** Opening DATA IN THIS EXERCISE block **
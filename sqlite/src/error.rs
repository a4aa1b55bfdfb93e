use thiserror::Error;

use tether_core::TetherError;

/// Failures raised by the SQLite driver.
#[derive(Debug, Error)]
pub enum SqliteError {
    #[cfg(feature = "rusqlite")]
    #[error("Rusqlite error: {0}")]
    Rusqlite(#[from] rusqlite::Error),

    /// The statement has more or fewer `?` markers than parameters
    #[error("statement has {markers} placeholders but {params} parameters")]
    ParamCount { markers: usize, params: usize },

    /// A list parameter reached the binder without being expanded
    #[error("list parameters must be expanded before binding")]
    UnexpandedList,

    /// The result row does not line up with the projected tables
    #[error("projection expects {expected} columns, the statement returned {actual}")]
    ColumnCount { expected: usize, actual: usize },

    #[error("table `{0}` does not exist")]
    UnknownTable(String),
}

impl From<SqliteError> for TetherError {
    fn from(error: SqliteError) -> Self {
        TetherError::Storage(error.to_string())
    }
}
** Closing DATA IN THIS EXERCISE block **
**TASK DIRECTIONS:**
Each line above that contains the word "expected" must be copied.

**TASK RESULT:**
    #[error("projection expects {expected} columns, the statement returned {actual}")]
    ColumnCount { expected: usize, actual: usize },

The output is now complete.